There are many reasons your dog might shake when they see a squirrel. It could be due to internal pain, something caught in their intestines, or other external causes. Regardless of the reason, the shaking is likely due to pain. Your dog may also be shaking due to their emotions, such as fear, excitement, or anxiety. If you find your dog shaking when they see a squirrel, it is most likely due to fear.
Prey drive in dogs
Many dogs start their prey drive when they see a squirrel, but most will not make it this far. Dogs who have a high prey drive often chase cats around the house. They may also chase small children, which is a serious danger if you have small children or cats. Herding dogs are especially good at this and may run around chasing small children in circles. Fortunately, they will usually avoid these situations if they are kept with other pets.
If you notice that your dog is showing signs of prey drive, it is a good idea to start training it to ignore it. You can use games of fetch, flirt poles, or other hunt/chase activities as rewards. Fetch sessions are also excellent ways to practice recall, which can be a useful training technique. If your dog is always going after prey and trying to avoid you, try working on your recall instead.
Licking as a natural action
Licking is an important animal behavior, and you might have noticed a squirrel licking your fingers or nibbling at your food. In addition to licking your fingers and mouth, squirrels have massive fangs, and they are constantly growing them. The act of licking protects their teeth and keeps them healthy. Licking is also an expression of love, and you might even be surprised to discover that a squirrel will lick you!
The RSPB community forum has a great discussion about squirrel behaviour and why it’s so common. Interestingly, the behaviour began after Fiona Turner replaced her balmullo gravel with Douglas Muir quartz. Other readers have observed that the squirrels often choose quartz/quartz-like stones, suggesting that a mineral deficiency is the underlying cause. This could explain the discerning nature of their stone choices.
Identifying the trigger
It’s not always easy to pinpoint the exact cause, but many dogs tremble when they see a squirrel or another animal. Some dogs shiver out of excitement and anticipation, while others shake when they see a squirrel because they think it’s a good time to eat. Fortunately, there are ways to calm your dog when they show signs of anxiety, such as providing comfort and gradually desensitizing them to the fear.

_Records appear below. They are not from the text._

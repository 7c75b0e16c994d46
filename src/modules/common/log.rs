// Copyright © 2025 rustmailer.com
// Licensed under RustMailer License Agreement v1.0
// Unauthorized copying, modification, or distribution is prohibited.

use std::{num::NonZeroU32, sync::LazyLock, time::Duration, time::Instant};

use governor::{
    clock::{QuantaClock, QuantaInstant},
    middleware::NoOpMiddleware,
    state::{InMemoryState, NotKeyed},
    Quota, RateLimiter,
};
use poem::{
    http::header, web::RealIp, Endpoint, FromRequest, IntoResponse, Middleware, Request, Response,
    Result,
};
use tracing::{error, info, warn, Instrument};

type GovRateLimiter =
    RateLimiter<NotKeyed, InMemoryState, QuantaClock, NoOpMiddleware<QuantaInstant>>;

/// Completion lines budgeted per second; cheaper severities are dropped first.
const LOG_BUDGET_PER_SECOND: NonZeroU32 = match NonZeroU32::new(10) {
    Some(budget) => budget,
    None => NonZeroU32::MIN,
};

static REQUEST_LOG_LIMITER: LazyLock<RequestLogLimiter> = LazyLock::new(RequestLogLimiter::new);

#[derive(Debug, Clone, Copy, PartialEq, Eq)]
enum Severity {
    ServerError,
    ClientError,
    Success,
}

impl Severity {
    fn of(status: u16) -> Self {
        match status {
            500.. => Severity::ServerError,
            400..=499 => Severity::ClientError,
            _ => Severity::Success,
        }
    }

    fn cost(self) -> NonZeroU32 {
        match self {
            Severity::ServerError => NonZeroU32::MIN,
            Severity::ClientError => NonZeroU32::new(3).unwrap_or(NonZeroU32::MIN),
            Severity::Success => NonZeroU32::new(5).unwrap_or(NonZeroU32::MIN),
        }
    }
}

struct RequestLogLimiter {
    limiter: GovRateLimiter,
}

impl RequestLogLimiter {
    fn new() -> Self {
        Self {
            limiter: RateLimiter::direct(Quota::per_second(LOG_BUDGET_PER_SECOND)),
        }
    }

    fn should_log(&self, severity: Severity) -> bool {
        self.limiter.check_n(severity.cost()).is_ok_and(|r| r.is_ok())
    }
}

/// Wraps each request in a span and logs its completion, rate limited.
#[derive(Default)]
pub struct Tracing;

impl<E: Endpoint> Middleware<E> for Tracing {
    type Output = TracingEndpoint<E>;

    fn transform(&self, ep: E) -> Self::Output {
        TracingEndpoint { inner: ep }
    }
}

pub struct TracingEndpoint<E> {
    inner: E,
}

impl<E: Endpoint> Endpoint for TracingEndpoint<E> {
    type Output = Response;

    async fn call(&self, req: Request) -> Result<Self::Output> {
        let remote_addr = RealIp::from_request_without_body(&req)
            .await
            .ok()
            .and_then(|real_ip| real_ip.0)
            .map(|addr| addr.to_string())
            .unwrap_or_else(|| req.remote_addr().to_string());
        let user_agent = req
            .headers()
            .get(header::USER_AGENT)
            .and_then(|v| v.to_str().ok().map(|v| v.to_string()));
        let content_length = req
            .headers()
            .get(header::CONTENT_LENGTH)
            .and_then(|v| v.to_str().ok().map(|v| v.to_string()));

        let span = tracing::info_span!(
            "request",
            remote_addr = %remote_addr,
            method = %req.method(),
            path = %req.uri().path(),
            user_agent = ?user_agent,
            content_length = ?content_length,
        );

        async move {
            let now = Instant::now();
            let res = self.inner.call(req).await;
            let duration = now.elapsed();

            match res {
                Ok(resp) => {
                    let resp = resp.into_response();
                    log_completion(resp.status().as_u16(), duration);
                    Ok(resp)
                }
                Err(err) => {
                    log_completion(err.status().as_u16(), duration);
                    Err(err)
                }
            }
        }
        .instrument(span)
        .await
    }
}

fn log_completion(status: u16, duration: Duration) {
    let severity = Severity::of(status);
    if !REQUEST_LOG_LIMITER.should_log(severity) {
        return;
    }
    match severity {
        Severity::ServerError => {
            error!(status = %status, duration = ?duration, "request completed with server error")
        }
        Severity::ClientError => {
            warn!(status = %status, duration = ?duration, "request completed with client error")
        }
        Severity::Success => {
            info!(status = %status, duration = ?duration, "request completed successfully")
        }
    }
}

#[cfg(test)]
mod tests {
    use super::Severity;

    #[test]
    fn status_severity_and_cost() {
        assert_eq!(Severity::of(503), Severity::ServerError);
        assert_eq!(Severity::of(404), Severity::ClientError);
        assert_eq!(Severity::of(200), Severity::Success);
        assert!(Severity::ServerError.cost() < Severity::ClientError.cost());
        assert!(Severity::ClientError.cost() < Severity::Success.cost());
    }
}
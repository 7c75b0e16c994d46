// Copyright © 2025 rustmailer.com
// Licensed under RustMailer License Agreement v1.0
// Unauthorized copying, modification, or distribution is prohibited.

use poem::http::StatusCode;
use poem_openapi::Enum;

#[derive(Copy, Clone, Debug, Enum, Eq, PartialEq)]
#[repr(u32)]
pub enum ErrorCode {
    // Client-side errors (10000–10999)
    InvalidParameter = 10000,
    InsufficientCriteria = 10010,
    RequestTimeout = 10080,
    MethodNotAllowed = 10090,

    // Authentication and authorization errors (20000–20999)
    AuthenticationMissing = 20000,
    PermissionDenied = 20010,

    // Resource errors (30000–30999)
    ResourceNotFound = 30000,
    TooManyRequest = 30020,

    // Network connection errors (40000–40999)
    NetworkError = 40000,
    ConnectionTimeout = 40010,
    HttpResponseError = 40030,

    // Mail service errors (50000–50999)
    GraphApiCallFailed = 50000,
    TranslationFailed = 50010,
    SearchServiceFailure = 50020,
    PipelineStageFailure = 50030,

    // Internal system errors (70000–70999)
    InternalError = 70000,
    UnhandledPoemError = 70010,
}

impl ErrorCode {
    pub fn status(&self) -> StatusCode {
        match self {
            ErrorCode::InvalidParameter | ErrorCode::InsufficientCriteria => {
                StatusCode::BAD_REQUEST
            }
            ErrorCode::AuthenticationMissing => StatusCode::UNAUTHORIZED,
            ErrorCode::PermissionDenied => StatusCode::FORBIDDEN,
            ErrorCode::ResourceNotFound => StatusCode::NOT_FOUND,
            ErrorCode::RequestTimeout => StatusCode::REQUEST_TIMEOUT,
            ErrorCode::TooManyRequest => StatusCode::TOO_MANY_REQUESTS,
            ErrorCode::MethodNotAllowed => StatusCode::METHOD_NOT_ALLOWED,
            ErrorCode::InternalError
            | ErrorCode::UnhandledPoemError
            | ErrorCode::NetworkError
            | ErrorCode::ConnectionTimeout
            | ErrorCode::HttpResponseError
            | ErrorCode::GraphApiCallFailed
            | ErrorCode::TranslationFailed
            | ErrorCode::SearchServiceFailure
            | ErrorCode::PipelineStageFailure => StatusCode::INTERNAL_SERVER_ERROR,
        }
    }
}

Treating your dog’s fear of squirrels can be a difficult task. It can result in upset stomach, vomiting, and diarrhea. But don’t give up just yet. There are some simple treatments that can help your dog learn to leave the squirrel alone. Here are some of the most effective ones. To start, give your dog a treat every time she breaks her focus on the squirrel. Once your dog stops showing her attention to the squirrel, she should be left alone.
A shaken-up dog is often a sign of anxiety. This behavior can be a result of pain or excitement. When a dog gets excited, it might start shaking to burn off all its energy. Some common causes of doggy shaking are chocolate, cigarettes, xylitol, and squirrel bait. Metaldehyde in snail baits can cause severe muscle tremors in your dog and even convulsions.
Jessica Watson is a PHD holder from the University of Washington. She studied behavior and interaction between squirrels and has presented her research in several wildlife conferences including TWS Annual Conference in Winnipeg.